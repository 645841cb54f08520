use fmdash_derive::fmdash_error;

#[fmdash_error]
pub enum ExportError {
    #[error("Write failed: {0}")]
    Write(std::io::Error),
}

fn main() {}
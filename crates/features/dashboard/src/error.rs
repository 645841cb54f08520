use std::borrow::Cow;

/// Why a configuration text or file could not be imported or exported.
#[fmdash_derive::fmdash_error]
pub enum ExchangeError {
    /// Not JSON at all.
    #[error("Malformed configuration JSON{}: {source}", format_context(.context))]
    Syntax { source: serde_json::Error, context: Option<Cow<'static, str>> },

    /// Valid JSON that does not have the configuration document shape.
    #[error("Invalid configuration document{}: {message}", format_context(.context))]
    Shape { message: Cow<'static, str>, context: Option<Cow<'static, str>> },

    #[error("Configuration file error{}: {source}", format_context(.context))]
    Io { source: std::io::Error, context: Option<Cow<'static, str>> },
}
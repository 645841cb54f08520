//! The dashboard as it looks out of the box.
//!
//! Every card the dashboard pages know how to render has an entry here. When a new card ships,
//! add it to the matching section so fresh installations and failed loads can show it.

use fmdash_domain::constants::{
    AMC, ASSETS, INVENTORY, MEETING_ROOMS, PARKING, SCHEDULE, SURVEYS, TICKETS, VISITORS,
};
use fmdash_domain::{ConfigurationDocument, Item, Section};
use std::sync::LazyLock;

/// `(section, [(item, visible by default)])` in display order.
const DEFAULT_LAYOUT: &[(&str, &[(&str, bool)])] = &[
    (
        TICKETS,
        &[
            ("ticketStatusOverview", true),
            ("categoryWiseTickets", true),
            ("proactiveReactiveTickets", false),
            ("unitCategoryWise", true),
            ("ticketAgingMatrix", true),
            ("responseTat", true),
            ("resolutionTat", true),
            ("recentTickets", false),
        ],
    ),
    (
        AMC,
        &[
            ("statusOverview", true),
            ("typeDistribution", true),
            ("unitResourceDistribution", true),
            ("serviceStats", true),
            ("expiryAnalysis", true),
            ("serviceTracking", false),
            ("coverageByLocation", true),
        ],
    ),
    (
        ASSETS,
        &[
            ("assetOverview", true),
            ("assetStatus", true),
            ("assetDistribution", true),
            ("groupWiseAssets", true),
            ("categoryWiseAssets", true),
            ("assetBreakdown", false),
        ],
    ),
    (
        INVENTORY,
        &[
            ("itemsStatus", true),
            ("categoryWise", true),
            ("greenConsumption", false),
            ("consumptionReport", true),
            ("currentMinimumStock", true),
        ],
    ),
    (
        SCHEDULE,
        &[("scheduleOverview", true), ("taskCompletion", true), ("technicianPerformance", false)],
    ),
    (SURVEYS, &[("responseDistribution", true), ("responseTrend", true), ("surveyStatus", true)]),
    (VISITORS, &[("visitorTrendAnalysis", true), ("expectedVisitors", true)]),
    (PARKING, &[("parkingAllocationOverview", true), ("parkingDateSiteWise", false)]),
    (MEETING_ROOMS, &[("revenueOverview", true), ("bookingUtilization", true)]),
];

static DEFAULT_DOCUMENT: LazyLock<ConfigurationDocument> = LazyLock::new(|| {
    ConfigurationDocument::new(
        DEFAULT_LAYOUT
            .iter()
            .map(|(section, items)| {
                Section::new(
                    *section,
                    items.iter().map(|(name, visible)| Item::new(*name, *visible)).collect(),
                )
            })
            .collect(),
    )
});

/// Shared reference to the built-in default document.
#[must_use]
pub fn default_document() -> &'static ConfigurationDocument {
    &DEFAULT_DOCUMENT
}

/// Owned copy of the built-in default document.
#[must_use]
pub fn default_configuration() -> ConfigurationDocument {
    DEFAULT_DOCUMENT.clone()
}
use fmdash_derive::fmdash_error;

#[fmdash_error]
pub enum ExportError {
    #[error("Write failed: {source}")]
    Write {
        #[source]
        source: std::io::Error,
    },
}

fn main() {}
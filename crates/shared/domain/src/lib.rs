//! # Domain Models
//!
//! Plain data for the dashboard configuration subsystem: the nested
//! sections → items → visibility document, the well-known section keys, and the
//! client configuration. The only dependency is `serde`; no I/O lives here.

pub mod config;
pub mod constants;
pub mod model;

pub use model::{ConfigurationDocument, Item, Section};
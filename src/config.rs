use serde::Serialize;

use crate::constants::{DEFAULT_ESCAPE_HIT_THRESHOLD, DEFAULT_PORT, MAX_ESCAPE_HIT_THRESHOLD};
use crate::geometry::LanePolicy;

#[derive(Clone, Debug, PartialEq, Eq, Serialize)]
pub struct EngineConfig {
    #[serde(rename = "lanePolicy")]
    pub lane_policy: LanePolicy,
    #[serde(rename = "escapeHitThreshold")]
    pub escape_hit_threshold: u32,
    pub seed: u32,
}

impl Default for EngineConfig {
    fn default() -> Self {
        Self {
            lane_policy: LanePolicy::AxisExact,
            escape_hit_threshold: DEFAULT_ESCAPE_HIT_THRESHOLD,
            seed: 0,
        }
    }
}

impl EngineConfig {
    /// Builds a config from `LANE_POLICY`, `ESCAPE_HIT_THRESHOLD` and
    /// `ENGINE_SEED` as returned by `lookup`. Unset or unparsable values fall
    /// back to defaults; a missing seed uses `fallback_seed`.
    pub fn from_lookup<F>(lookup: F, fallback_seed: u32) -> Self
    where
        F: Fn(&str) -> Option<String>,
    {
        Self {
            lane_policy: parse_lane_policy(lookup("LANE_POLICY").as_deref()),
            escape_hit_threshold: normalize_hit_threshold(parse_integer(
                lookup("ESCAPE_HIT_THRESHOLD").as_deref(),
            )),
            seed: parse_seed(lookup("ENGINE_SEED").as_deref()).unwrap_or(fallback_seed),
        }
    }

    pub fn from_env(fallback_seed: u32) -> Self {
        Self::from_lookup(|key| std::env::var(key).ok(), fallback_seed)
    }
}

pub fn parse_lane_policy(raw: Option<&str>) -> LanePolicy {
    raw.and_then(|value| LanePolicy::parse(&value.trim().to_ascii_lowercase()))
        .unwrap_or_default()
}

pub fn normalize_hit_threshold(value: Option<i64>) -> u32 {
    value
        .unwrap_or(DEFAULT_ESCAPE_HIT_THRESHOLD as i64)
        .clamp(1, MAX_ESCAPE_HIT_THRESHOLD as i64) as u32
}

pub fn parse_seed(raw: Option<&str>) -> Option<u32> {
    raw.and_then(|value| value.trim().parse::<u32>().ok())
}

pub fn parse_port(raw: Option<&str>) -> u16 {
    raw.and_then(|value| value.trim().parse::<u16>().ok())
        .unwrap_or(DEFAULT_PORT)
}

fn parse_integer(raw: Option<&str>) -> Option<i64> {
    raw.and_then(|value| value.trim().parse::<i64>().ok())
}
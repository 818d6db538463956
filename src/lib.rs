pub mod arena_protocol;
pub mod config;
pub mod constants;
pub mod engine;
pub mod error;
pub mod geometry;
pub mod match_state;
pub mod move_mapper;
pub mod rng;
pub mod sim;
pub mod threat;
pub mod types;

────────

▶ **REQUIRED WORK**
For each line above that has the word "Self", add one to a tally, and report the final tally alone.

▶ **COMPLETED EXERCISE**
6